Seattle youth provide relief efforts in the Philippines

By Marino Saito
Northwest Asian Weekly

Precious Butiu (Photo courtesy of Bayanihan Alay sa Sambayanan)

Typhoon Haiyan, one of the strongest storms on record to make landfall, battered the Philippines on Nov. 8. At least 6,100 people in the central Philippines were killed, and another 1,700 are registered as missing.

Two Seattle residents recently returned from Tacloban, an area in the Philippines devastated by Typhoon Haiyan, where they joined relief efforts last November. Precious Butiu of the Seattle-based Filipina women’s organization Pinay sa Seattle, along with visual and spoken word artist Henry Luke, joined one of the first relief efforts by Bayanihan Alay sa Sambayanan (BALSA), a Philippine-based national grassroots alliance, to reach Tacloban with more than 2,000 aid packs and donations.
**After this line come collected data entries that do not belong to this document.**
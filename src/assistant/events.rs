//! Run lifecycle events and their decoding from the service's SSE stream.

use serde::Deserialize;

use super::types::{RunRef, ToolCall};
use crate::error::Result;
use crate::http::SseFrame;

/// Normalised event emitted while a run advances.
#[derive(Debug, Clone, PartialEq, Eq)]
pub enum RunEvent {
    /// The assistant started writing a message.
    Started { message_id: String },
    /// Incremental text, in arrival order.
    TextDelta { value: String },
    /// The assistant finished a message.
    TextDone { message_id: String, text: String },
    /// The run paused until tool outputs are submitted.
    RequiresAction { run: RunRef, tool_calls: Vec<ToolCall> },
    Completed { run_id: String },
    Failed { reason: String },
}

impl RunEvent {
    /// Whether no further events follow for this run.
    pub fn is_terminal(&self) -> bool {
        matches!(
            self,
            Self::RequiresAction { .. } | Self::Completed { .. } | Self::Failed { .. }
        )
    }
}

/// Outcome of decoding one SSE frame.
#[derive(Debug, Clone, PartialEq, Eq)]
pub enum Decoded {
    Events(Vec<RunEvent>),
    /// The service signalled the end of the stream.
    Done,
}

/// Map a raw SSE frame to zero or more [`RunEvent`]s.
pub fn decode_frame(frame: &SseFrame) -> Result<Decoded> {
    let events = match frame.event.as_str() {
        "done" => return Ok(Decoded::Done),
        "thread.message.created" => {
            let message: MessageObject = serde_json::from_str(&frame.data)?;
            vec![RunEvent::Started {
                message_id: message.id,
            }]
        }
        "thread.message.delta" => {
            let delta: MessageDeltaObject = serde_json::from_str(&frame.data)?;
            delta
                .delta
                .content
                .into_iter()
                .filter_map(|part| part.text.and_then(|t| t.value))
                .filter(|value| !value.is_empty())
                .map(|value| RunEvent::TextDelta { value })
                .collect()
        }
        "thread.message.completed" => {
            let message: MessageObject = serde_json::from_str(&frame.data)?;
            let text = message
                .content
                .into_iter()
                .filter_map(|part| part.text.and_then(|t| t.value))
                .collect();
            vec![RunEvent::TextDone {
                message_id: message.id,
                text,
            }]
        }
        "thread.run.requires_action" => {
            let run: RunObject = serde_json::from_str(&frame.data)?;
            let tool_calls = run
                .required_action
                .and_then(|action| action.submit_tool_outputs)
                .map(|submit| submit.tool_calls)
                .unwrap_or_default()
                .into_iter()
                .map(|call| ToolCall {
                    id: call.id,
                    name: call.function.name,
                    arguments: call.function.arguments,
                })
                .collect();
            vec![RunEvent::RequiresAction {
                run: RunRef {
                    thread_id: run.thread_id,
                    run_id: run.id,
                },
                tool_calls,
            }]
        }
        "thread.run.completed" => {
            let run: RunObject = serde_json::from_str(&frame.data)?;
            vec![RunEvent::Completed { run_id: run.id }]
        }
        "thread.run.failed" | "thread.run.cancelled" | "thread.run.expired"
        | "thread.run.incomplete" => {
            let run: RunObject = serde_json::from_str(&frame.data)?;
            let reason = run
                .last_error
                .map(|e| e.message)
                .unwrap_or_else(|| format!("run {} ended as {}", run.id, run.status));
            vec![RunEvent::Failed { reason }]
        }
        "error" => vec![RunEvent::Failed {
            reason: error_message(&frame.data),
        }],
        other => {
            tracing::trace!(event = other, "skipping assistant stream event");
            Vec::new()
        }
    };
    Ok(Decoded::Events(events))
}

fn error_message(data: &str) -> String {
    let value: serde_json::Value = match serde_json::from_str(data) {
        Ok(v) => v,
        Err(_) => return data.to_string(),
    };
    value
        .get("error")
        .unwrap_or(&value)
        .get("message")
        .and_then(|m| m.as_str())
        .map(str::to_string)
        .unwrap_or_else(|| data.to_string())
}

// Assistants API payloads (internal)

#[derive(Deserialize)]
struct MessageObject {
    id: String,
    #[serde(default)]
    content: Vec<ContentObject>,
}

#[derive(Deserialize)]
struct MessageDeltaObject {
    delta: MessageDelta,
}

#[derive(Deserialize)]
struct MessageDelta {
    #[serde(default)]
    content: Vec<ContentObject>,
}

#[derive(Deserialize)]
struct ContentObject {
    text: Option<TextObject>,
}

#[derive(Deserialize)]
struct TextObject {
    value: Option<String>,
}

#[derive(Deserialize)]
struct RunObject {
    id: String,
    #[serde(default)]
    thread_id: String,
    #[serde(default)]
    status: String,
    required_action: Option<RequiredAction>,
    last_error: Option<LastError>,
}

#[derive(Deserialize)]
struct RequiredAction {
    submit_tool_outputs: Option<SubmitToolOutputs>,
}

#[derive(Deserialize)]
struct SubmitToolOutputs {
    tool_calls: Vec<RunToolCall>,
}

#[derive(Deserialize)]
struct RunToolCall {
    id: String,
    function: RunFunction,
}

#[derive(Deserialize)]
struct RunFunction {
    name: String,
    #[serde(default)]
    arguments: String,
}

#[derive(Deserialize)]
struct LastError {
    message: String,
}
BALSA launched its first relief mission on Nov. 21.

“I wanted to see not only the terrible devastation, but also the inspiring grassroots relief effort organized by Bayan and other mass organizations in order to report back to Seattle with firsthand experience,” Luke said.

Butiu and Luke traveled by van for a day and a half — more than 600 miles over land and water — from Manila to Tacloban. They finally arrived on Nov. 23, along with several other volunteers affiliated with Bayan National, to distribute relief packs and document the effort with photos and videos.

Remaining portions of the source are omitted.